But the book is much more than a celebration of a generation of pioneering writers and intellectuals and their struggle to define what it meant to be African in the long twentieth century; it is also a bold and expansive exploration of some of the questions that have troubled African literary history since the early 1960s. How and why did this literature emerge? What was the nature of the literary public that it both imagined and willed into being? What was the role of African languages in the making of this literary culture? Which writers were included in the emergent canon of letters and which voices were lost or repressed?
Bringing together a cross-section of literary and cultural scholars, many of them based in African institutions of knowledge production, this book is a powerful statement about what African literature looks like when read from below, outside the normative pressures of European and American institutions. In looking back at these centenarians and their important foundational work from the vantage point of the twenty-first century, we are able to see how the subordination of African literary history and criticism to the larger flow of theoretical work − most of it functioning under the rubric of poststructuralism − was both a blessing and a curse. The importation of Euro-American theories and discourses into the study of African literature was a blessing because it enabled the displacement of old colonial models of literary history and criticism and hence rescued African literature from the last remnants of the colonial university and its humanism; it provided this literature with a pathway to an evolving global project, one attuned to the movement of cultures and languages across boundaries.
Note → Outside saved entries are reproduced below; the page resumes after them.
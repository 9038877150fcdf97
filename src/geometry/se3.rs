//! SE3 - rigid body transform in 3D.
//!
//! Stored as a unit quaternion plus translation rather than a 4x4 matrix so
//! that composition stays numerically clean and serialization can round-trip
//! the exact quaternion coefficients.

use nalgebra::{Matrix3, Quaternion, UnitQuaternion, Vector3};

/// A rigid transform: rotation followed by translation.
///
/// Poses throughout the system follow the T_wc convention (camera to world):
/// `p_world = pose.transform_point(&p_cam)`.
#[derive(Debug, Clone, Copy, PartialEq)]
pub struct SE3 {
    pub rotation: UnitQuaternion<f64>,
    pub translation: Vector3<f64>,
}

impl SE3 {
    /// The identity transform.
    pub fn identity() -> Self {
        Self {
            rotation: UnitQuaternion::identity(),
            translation: Vector3::zeros(),
        }
    }

    /// Create a transform from rotation and translation.
    pub fn new(rotation: UnitQuaternion<f64>, translation: Vector3<f64>) -> Self {
        Self {
            rotation,
            translation,
        }
    }

    /// Reconstruct from raw quaternion coefficients `[w, i, j, k]` and a
    /// translation, without renormalizing.
    ///
    /// Used by the map codec: the coefficients were written from a valid unit
    /// quaternion, and renormalization would perturb the stored bits.
    pub fn from_raw_parts(w: f64, i: f64, j: f64, k: f64, translation: Vector3<f64>) -> Self {
        Self {
            rotation: UnitQuaternion::new_unchecked(Quaternion::new(w, i, j, k)),
            translation,
        }
    }

    /// Inverse transform.
    pub fn inverse(&self) -> Self {
        let inv_rot = self.rotation.inverse();
        Self {
            rotation: inv_rot,
            translation: -(inv_rot * self.translation),
        }
    }

    /// Apply the transform to a point.
    pub fn transform_point(&self, p: &Vector3<f64>) -> Vector3<f64> {
        self.rotation * p + self.translation
    }

    /// Rotation as a 3x3 matrix.
    pub fn rotation_matrix(&self) -> Matrix3<f64> {
        self.rotation.to_rotation_matrix().into_inner()
    }
}

impl std::ops::Mul for SE3 {
    type Output = SE3;

    /// Compose two transforms: `(a * b).transform_point(p) == a(b(p))`.
    fn mul(self, rhs: SE3) -> SE3 {
        SE3 {
            rotation: self.rotation * rhs.rotation,
            translation: self.rotation * rhs.translation + self.translation,
        }
    }
}

impl Default for SE3 {
    fn default() -> Self {
        Self::identity()
    }
}

#[cfg(test)]
mod tests {
    use super::*;

    fn approx_eq(a: &Vector3<f64>, b: &Vector3<f64>) -> bool {
        (a - b).norm() < 1e-12
    }

    #[test]
    fn test_identity_roundtrip() {
        let p = Vector3::new(1.0, -2.0, 3.0);
        assert!(approx_eq(&SE3::identity().transform_point(&p), &p));
    }

    #[test]
    fn test_inverse_composition() {
        let t = SE3::new(
            UnitQuaternion::from_euler_angles(0.1, -0.4, 0.7),
            Vector3::new(2.0, 0.5, -1.0),
        );
        let p = Vector3::new(-3.0, 4.0, 1.5);
        let back = t.inverse().transform_point(&t.transform_point(&p));
        assert!(approx_eq(&back, &p));
    }

    #[test]
    fn test_mul_matches_sequential_application() {
        let a = SE3::new(
            UnitQuaternion::from_euler_angles(0.3, 0.0, -0.2),
            Vector3::new(1.0, 1.0, 0.0),
        );
        let b = SE3::new(
            UnitQuaternion::from_euler_angles(-0.1, 0.5, 0.0),
            Vector3::new(0.0, -2.0, 3.0),
        );
        let p = Vector3::new(0.5, 0.5, 0.5);
        let ab = (a * b).transform_point(&p);
        let seq = a.transform_point(&b.transform_point(&p));
        assert!(approx_eq(&ab, &seq));
    }

    #[test]
    fn test_from_raw_parts_preserves_coefficients() {
        let q = UnitQuaternion::from_euler_angles(0.2, 0.3, 0.4);
        let t = Vector3::new(1.0, 2.0, 3.0);
        let rebuilt = SE3::from_raw_parts(q.w, q.i, q.j, q.k, t);
        assert_eq!(rebuilt.rotation.w, q.w);
        assert_eq!(rebuilt.rotation.i, q.i);
        assert_eq!(rebuilt.rotation.j, q.j);
        assert_eq!(rebuilt.rotation.k, q.k);
    }
}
This opening of African literature to the world was also a curse because it was taking place at the same time as neoliberal programmes that were being used to neuter the African university as a site of original research. Such programmes, which went under the insidious term of ‘structural adjustment’, meant that the priorities of African knowledge production were, yet again, being determined elsewhere. No sooner had African literature been admitted into the Euro-American house of culture than it was asked to sit in the back.
A more immediate consequence of the subordination of African literary criticism to poststructuralist paradigms was the neglect or delegitimisation of those African texts that seemed to belong to another era, to have been generated by a different set of priorities, or to be out of synch with the framework developed to explain Africa in terms of globalisation. So, if the centenarians seemed to have disappeared from the cultural map of Africa in the twenty-first century, it was because their works and concerns were considered to belong to another time. In fact, to a generation of scholars uninterested in foundations and eager to belong to the brave new world being chaperoned by neoliberalism, the centenarians would be compared to grandparents; they were respectable in their time, but the questions that had motivated their projects had been resolved by historical transformations and their preferred forms of writing were belated.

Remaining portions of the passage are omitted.